### Raw data
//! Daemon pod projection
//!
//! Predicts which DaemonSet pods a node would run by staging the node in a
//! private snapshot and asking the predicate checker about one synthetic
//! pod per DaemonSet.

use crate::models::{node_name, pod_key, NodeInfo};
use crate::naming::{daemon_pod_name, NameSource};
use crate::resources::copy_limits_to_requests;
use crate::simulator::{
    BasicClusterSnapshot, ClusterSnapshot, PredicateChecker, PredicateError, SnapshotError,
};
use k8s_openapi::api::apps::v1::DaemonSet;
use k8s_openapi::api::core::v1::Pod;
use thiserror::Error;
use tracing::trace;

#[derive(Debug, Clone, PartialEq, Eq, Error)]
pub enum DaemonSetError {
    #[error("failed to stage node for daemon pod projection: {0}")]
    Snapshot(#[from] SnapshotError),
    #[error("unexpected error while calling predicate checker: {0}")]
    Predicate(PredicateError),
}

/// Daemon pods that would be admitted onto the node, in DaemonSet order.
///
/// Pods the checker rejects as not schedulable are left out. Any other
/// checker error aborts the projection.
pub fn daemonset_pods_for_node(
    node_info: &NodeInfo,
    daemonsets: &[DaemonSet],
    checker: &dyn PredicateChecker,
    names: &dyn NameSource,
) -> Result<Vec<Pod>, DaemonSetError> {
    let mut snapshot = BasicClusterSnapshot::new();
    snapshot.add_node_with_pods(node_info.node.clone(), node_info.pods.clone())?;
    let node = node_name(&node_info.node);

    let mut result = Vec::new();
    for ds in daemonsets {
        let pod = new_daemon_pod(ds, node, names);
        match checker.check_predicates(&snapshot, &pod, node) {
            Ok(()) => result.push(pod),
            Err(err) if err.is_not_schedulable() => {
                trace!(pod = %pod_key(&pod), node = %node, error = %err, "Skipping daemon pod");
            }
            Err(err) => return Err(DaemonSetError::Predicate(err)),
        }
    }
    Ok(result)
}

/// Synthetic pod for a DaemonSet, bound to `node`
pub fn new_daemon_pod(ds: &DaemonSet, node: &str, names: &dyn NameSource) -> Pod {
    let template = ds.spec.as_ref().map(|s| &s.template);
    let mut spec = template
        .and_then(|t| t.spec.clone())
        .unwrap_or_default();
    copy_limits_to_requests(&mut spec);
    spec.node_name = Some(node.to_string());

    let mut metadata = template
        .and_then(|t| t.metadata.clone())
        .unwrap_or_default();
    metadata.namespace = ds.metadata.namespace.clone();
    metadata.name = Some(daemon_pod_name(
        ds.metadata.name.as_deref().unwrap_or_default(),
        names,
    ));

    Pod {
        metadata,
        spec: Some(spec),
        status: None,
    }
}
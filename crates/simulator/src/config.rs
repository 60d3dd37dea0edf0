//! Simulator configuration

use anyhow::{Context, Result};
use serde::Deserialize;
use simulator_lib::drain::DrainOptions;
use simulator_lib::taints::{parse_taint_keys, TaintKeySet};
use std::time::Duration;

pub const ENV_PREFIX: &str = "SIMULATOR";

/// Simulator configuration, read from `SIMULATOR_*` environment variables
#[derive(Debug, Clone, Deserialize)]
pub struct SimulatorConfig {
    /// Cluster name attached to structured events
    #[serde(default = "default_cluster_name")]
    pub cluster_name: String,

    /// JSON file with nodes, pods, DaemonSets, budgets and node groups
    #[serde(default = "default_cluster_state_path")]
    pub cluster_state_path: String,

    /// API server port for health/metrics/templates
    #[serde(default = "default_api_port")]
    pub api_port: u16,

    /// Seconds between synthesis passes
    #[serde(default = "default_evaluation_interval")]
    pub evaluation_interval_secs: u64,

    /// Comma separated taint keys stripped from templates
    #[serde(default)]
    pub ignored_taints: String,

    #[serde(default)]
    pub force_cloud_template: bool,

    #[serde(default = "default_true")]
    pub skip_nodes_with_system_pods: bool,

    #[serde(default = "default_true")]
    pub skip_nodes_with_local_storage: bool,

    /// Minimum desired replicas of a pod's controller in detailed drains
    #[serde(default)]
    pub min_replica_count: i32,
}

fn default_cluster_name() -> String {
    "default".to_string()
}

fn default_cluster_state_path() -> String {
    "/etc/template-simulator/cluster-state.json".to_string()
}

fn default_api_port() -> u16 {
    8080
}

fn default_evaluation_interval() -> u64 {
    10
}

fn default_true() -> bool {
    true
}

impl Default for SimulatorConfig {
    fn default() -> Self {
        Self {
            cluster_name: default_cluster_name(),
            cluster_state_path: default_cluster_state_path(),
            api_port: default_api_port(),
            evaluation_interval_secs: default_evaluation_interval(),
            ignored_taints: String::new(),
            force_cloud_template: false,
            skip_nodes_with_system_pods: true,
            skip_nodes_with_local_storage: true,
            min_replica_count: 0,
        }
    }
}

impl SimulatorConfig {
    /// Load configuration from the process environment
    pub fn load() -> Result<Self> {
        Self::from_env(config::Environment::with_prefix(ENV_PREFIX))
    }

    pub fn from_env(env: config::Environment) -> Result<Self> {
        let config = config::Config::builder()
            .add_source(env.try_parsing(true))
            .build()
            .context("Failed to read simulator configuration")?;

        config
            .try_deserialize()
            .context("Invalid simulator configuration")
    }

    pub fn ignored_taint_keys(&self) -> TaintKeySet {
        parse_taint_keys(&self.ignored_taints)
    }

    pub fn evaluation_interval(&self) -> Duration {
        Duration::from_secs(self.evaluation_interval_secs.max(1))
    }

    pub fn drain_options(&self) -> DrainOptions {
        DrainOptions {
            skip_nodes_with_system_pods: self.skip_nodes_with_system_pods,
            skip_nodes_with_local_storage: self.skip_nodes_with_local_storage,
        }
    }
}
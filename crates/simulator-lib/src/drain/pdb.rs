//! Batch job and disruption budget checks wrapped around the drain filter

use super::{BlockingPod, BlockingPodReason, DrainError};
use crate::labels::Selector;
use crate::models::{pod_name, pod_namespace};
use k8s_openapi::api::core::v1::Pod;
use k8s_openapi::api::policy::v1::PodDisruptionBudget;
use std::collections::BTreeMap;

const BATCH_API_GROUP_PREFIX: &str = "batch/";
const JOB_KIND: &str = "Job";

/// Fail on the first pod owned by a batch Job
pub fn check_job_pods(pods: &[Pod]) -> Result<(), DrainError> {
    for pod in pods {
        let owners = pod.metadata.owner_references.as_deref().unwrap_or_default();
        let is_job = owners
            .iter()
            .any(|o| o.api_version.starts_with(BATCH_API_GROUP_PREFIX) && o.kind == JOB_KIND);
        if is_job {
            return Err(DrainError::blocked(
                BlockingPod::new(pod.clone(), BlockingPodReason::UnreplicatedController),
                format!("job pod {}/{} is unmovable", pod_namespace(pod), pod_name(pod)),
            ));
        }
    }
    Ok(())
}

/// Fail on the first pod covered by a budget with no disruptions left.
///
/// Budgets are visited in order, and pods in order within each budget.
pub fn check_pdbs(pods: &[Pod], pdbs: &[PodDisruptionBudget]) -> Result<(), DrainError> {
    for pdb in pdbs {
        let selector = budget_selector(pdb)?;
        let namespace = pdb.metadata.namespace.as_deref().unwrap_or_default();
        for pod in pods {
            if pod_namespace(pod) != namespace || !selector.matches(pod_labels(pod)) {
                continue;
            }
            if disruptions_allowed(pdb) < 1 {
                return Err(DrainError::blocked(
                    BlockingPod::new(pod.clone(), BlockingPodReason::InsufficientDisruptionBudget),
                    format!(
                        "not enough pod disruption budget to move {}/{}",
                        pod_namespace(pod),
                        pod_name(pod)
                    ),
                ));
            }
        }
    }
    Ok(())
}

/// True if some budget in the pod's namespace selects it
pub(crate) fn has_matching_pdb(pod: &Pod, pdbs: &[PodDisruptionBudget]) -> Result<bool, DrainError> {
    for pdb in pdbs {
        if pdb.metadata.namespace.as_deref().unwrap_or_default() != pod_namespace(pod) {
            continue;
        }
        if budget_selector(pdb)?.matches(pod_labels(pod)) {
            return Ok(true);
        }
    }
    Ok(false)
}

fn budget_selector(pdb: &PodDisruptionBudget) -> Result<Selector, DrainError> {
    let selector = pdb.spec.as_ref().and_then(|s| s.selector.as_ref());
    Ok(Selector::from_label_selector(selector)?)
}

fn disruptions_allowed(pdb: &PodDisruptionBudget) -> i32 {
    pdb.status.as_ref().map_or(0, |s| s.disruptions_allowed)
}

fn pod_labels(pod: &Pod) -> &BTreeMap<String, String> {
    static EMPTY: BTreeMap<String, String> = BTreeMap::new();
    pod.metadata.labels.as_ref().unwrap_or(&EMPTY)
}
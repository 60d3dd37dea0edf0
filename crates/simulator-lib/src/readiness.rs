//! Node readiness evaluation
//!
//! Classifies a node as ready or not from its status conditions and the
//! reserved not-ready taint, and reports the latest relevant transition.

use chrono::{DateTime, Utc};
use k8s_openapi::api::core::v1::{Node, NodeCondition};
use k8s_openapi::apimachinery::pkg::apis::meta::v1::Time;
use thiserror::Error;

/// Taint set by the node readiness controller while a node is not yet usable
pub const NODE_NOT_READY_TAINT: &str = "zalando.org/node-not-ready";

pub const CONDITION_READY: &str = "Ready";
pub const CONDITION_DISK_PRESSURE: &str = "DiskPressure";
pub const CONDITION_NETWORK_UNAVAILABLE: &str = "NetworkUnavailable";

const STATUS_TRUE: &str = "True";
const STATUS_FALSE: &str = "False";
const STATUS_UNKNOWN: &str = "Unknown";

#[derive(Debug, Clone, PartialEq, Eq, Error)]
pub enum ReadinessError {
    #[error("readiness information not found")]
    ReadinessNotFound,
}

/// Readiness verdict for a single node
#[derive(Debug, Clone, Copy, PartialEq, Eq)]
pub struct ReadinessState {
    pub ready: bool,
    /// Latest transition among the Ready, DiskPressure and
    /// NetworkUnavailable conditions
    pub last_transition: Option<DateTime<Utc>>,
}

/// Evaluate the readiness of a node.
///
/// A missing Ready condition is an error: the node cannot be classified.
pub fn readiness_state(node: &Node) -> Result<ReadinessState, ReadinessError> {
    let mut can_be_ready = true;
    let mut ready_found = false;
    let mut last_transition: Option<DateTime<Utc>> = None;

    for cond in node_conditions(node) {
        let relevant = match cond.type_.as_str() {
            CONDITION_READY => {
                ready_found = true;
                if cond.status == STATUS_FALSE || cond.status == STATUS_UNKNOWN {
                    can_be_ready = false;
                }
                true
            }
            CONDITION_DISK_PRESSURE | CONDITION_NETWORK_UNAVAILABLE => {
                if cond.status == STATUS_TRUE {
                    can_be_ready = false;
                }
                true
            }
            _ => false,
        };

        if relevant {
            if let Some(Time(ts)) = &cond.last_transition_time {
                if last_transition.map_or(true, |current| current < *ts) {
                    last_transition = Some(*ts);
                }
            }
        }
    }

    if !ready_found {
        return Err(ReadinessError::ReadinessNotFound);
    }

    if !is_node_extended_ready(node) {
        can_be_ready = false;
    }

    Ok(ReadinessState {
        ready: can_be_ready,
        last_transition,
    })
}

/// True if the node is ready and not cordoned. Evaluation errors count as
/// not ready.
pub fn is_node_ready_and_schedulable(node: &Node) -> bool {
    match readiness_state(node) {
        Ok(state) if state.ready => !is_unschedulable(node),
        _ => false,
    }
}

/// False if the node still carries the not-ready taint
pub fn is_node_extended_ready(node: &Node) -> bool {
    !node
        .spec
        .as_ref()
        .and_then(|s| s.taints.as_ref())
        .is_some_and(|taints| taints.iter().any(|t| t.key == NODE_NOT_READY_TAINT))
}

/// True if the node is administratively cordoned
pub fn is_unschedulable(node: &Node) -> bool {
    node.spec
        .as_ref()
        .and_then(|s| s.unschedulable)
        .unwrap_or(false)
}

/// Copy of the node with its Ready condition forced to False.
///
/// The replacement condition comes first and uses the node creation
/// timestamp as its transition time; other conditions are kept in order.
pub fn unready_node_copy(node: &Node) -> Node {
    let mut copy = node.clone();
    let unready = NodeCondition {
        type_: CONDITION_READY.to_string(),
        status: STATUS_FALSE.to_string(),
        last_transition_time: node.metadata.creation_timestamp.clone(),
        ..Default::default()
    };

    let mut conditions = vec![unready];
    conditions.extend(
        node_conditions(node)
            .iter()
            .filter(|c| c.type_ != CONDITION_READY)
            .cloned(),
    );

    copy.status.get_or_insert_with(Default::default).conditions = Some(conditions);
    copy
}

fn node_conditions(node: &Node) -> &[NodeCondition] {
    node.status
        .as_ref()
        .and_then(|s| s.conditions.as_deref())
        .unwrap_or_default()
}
* * *
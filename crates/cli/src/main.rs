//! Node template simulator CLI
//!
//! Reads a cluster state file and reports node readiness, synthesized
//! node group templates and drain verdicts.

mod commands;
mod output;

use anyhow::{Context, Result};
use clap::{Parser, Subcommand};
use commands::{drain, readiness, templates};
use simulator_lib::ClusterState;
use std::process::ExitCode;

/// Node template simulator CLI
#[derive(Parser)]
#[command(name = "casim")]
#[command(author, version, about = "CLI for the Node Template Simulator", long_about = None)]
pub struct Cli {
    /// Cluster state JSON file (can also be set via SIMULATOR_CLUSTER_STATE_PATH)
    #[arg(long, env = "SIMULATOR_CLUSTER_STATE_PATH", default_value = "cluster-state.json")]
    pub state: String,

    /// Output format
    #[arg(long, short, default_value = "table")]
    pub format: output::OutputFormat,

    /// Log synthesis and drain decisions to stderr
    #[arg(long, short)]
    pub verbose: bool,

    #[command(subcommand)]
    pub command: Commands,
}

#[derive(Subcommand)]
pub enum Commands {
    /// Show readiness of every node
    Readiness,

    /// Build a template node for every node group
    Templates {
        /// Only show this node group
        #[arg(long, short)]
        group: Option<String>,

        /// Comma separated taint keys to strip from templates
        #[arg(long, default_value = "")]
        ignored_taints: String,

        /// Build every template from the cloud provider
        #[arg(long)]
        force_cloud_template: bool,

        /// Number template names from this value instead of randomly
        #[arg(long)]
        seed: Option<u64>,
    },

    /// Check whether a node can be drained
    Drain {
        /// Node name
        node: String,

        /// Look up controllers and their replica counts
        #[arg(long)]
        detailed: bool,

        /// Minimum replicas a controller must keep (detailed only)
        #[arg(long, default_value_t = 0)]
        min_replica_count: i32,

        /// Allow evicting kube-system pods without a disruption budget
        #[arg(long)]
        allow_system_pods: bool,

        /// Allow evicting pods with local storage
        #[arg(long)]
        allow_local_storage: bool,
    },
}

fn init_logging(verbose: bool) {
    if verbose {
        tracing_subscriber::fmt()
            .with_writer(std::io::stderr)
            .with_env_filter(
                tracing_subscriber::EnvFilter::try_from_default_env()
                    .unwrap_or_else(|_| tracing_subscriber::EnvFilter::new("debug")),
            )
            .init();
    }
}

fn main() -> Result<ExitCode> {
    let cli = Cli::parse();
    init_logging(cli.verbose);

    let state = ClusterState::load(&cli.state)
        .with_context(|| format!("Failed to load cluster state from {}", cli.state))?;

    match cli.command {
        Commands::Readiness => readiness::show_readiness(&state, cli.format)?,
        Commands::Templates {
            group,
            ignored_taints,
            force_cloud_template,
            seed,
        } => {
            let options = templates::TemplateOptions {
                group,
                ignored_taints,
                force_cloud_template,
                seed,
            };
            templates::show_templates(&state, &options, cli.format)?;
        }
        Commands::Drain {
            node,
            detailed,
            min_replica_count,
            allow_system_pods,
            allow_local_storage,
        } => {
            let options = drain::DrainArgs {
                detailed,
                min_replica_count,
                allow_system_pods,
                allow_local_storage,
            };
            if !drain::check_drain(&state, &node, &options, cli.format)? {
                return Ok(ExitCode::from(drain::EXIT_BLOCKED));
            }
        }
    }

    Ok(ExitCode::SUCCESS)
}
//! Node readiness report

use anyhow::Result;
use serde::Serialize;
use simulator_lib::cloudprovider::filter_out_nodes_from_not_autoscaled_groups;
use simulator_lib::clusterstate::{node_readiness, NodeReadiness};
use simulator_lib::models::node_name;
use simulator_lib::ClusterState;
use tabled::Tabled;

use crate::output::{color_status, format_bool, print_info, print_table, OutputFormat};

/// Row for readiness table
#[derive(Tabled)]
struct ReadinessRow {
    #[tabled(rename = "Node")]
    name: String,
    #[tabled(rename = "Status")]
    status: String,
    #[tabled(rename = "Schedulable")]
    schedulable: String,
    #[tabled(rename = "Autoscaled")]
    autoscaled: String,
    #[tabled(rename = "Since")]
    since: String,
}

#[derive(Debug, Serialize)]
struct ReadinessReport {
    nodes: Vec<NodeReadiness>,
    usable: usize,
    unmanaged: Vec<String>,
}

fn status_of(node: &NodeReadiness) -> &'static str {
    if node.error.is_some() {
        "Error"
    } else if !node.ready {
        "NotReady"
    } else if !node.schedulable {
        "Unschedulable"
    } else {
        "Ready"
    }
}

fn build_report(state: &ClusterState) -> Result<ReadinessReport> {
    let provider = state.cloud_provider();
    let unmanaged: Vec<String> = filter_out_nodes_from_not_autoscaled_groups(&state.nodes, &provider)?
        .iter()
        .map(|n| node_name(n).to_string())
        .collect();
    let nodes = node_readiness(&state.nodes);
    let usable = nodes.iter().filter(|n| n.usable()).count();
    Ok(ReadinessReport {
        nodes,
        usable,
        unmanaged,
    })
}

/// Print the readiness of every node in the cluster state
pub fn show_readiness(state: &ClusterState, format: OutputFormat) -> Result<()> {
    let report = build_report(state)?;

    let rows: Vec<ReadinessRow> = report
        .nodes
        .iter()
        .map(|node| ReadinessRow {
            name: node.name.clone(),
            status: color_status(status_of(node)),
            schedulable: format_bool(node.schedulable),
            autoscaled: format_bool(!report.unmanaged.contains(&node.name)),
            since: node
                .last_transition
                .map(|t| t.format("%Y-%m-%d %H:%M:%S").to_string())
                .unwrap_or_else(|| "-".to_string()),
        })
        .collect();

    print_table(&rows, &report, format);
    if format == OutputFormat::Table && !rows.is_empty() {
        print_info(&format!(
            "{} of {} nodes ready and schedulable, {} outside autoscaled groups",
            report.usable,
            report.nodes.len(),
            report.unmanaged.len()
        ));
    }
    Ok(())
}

### Prompt
All lines above containing the string "Duration": copy each one.

### Task response
use std::time::Duration;
    pub fn evaluation_interval(&self) -> Duration {
        Duration::from_secs(self.evaluation_interval_secs.max(1))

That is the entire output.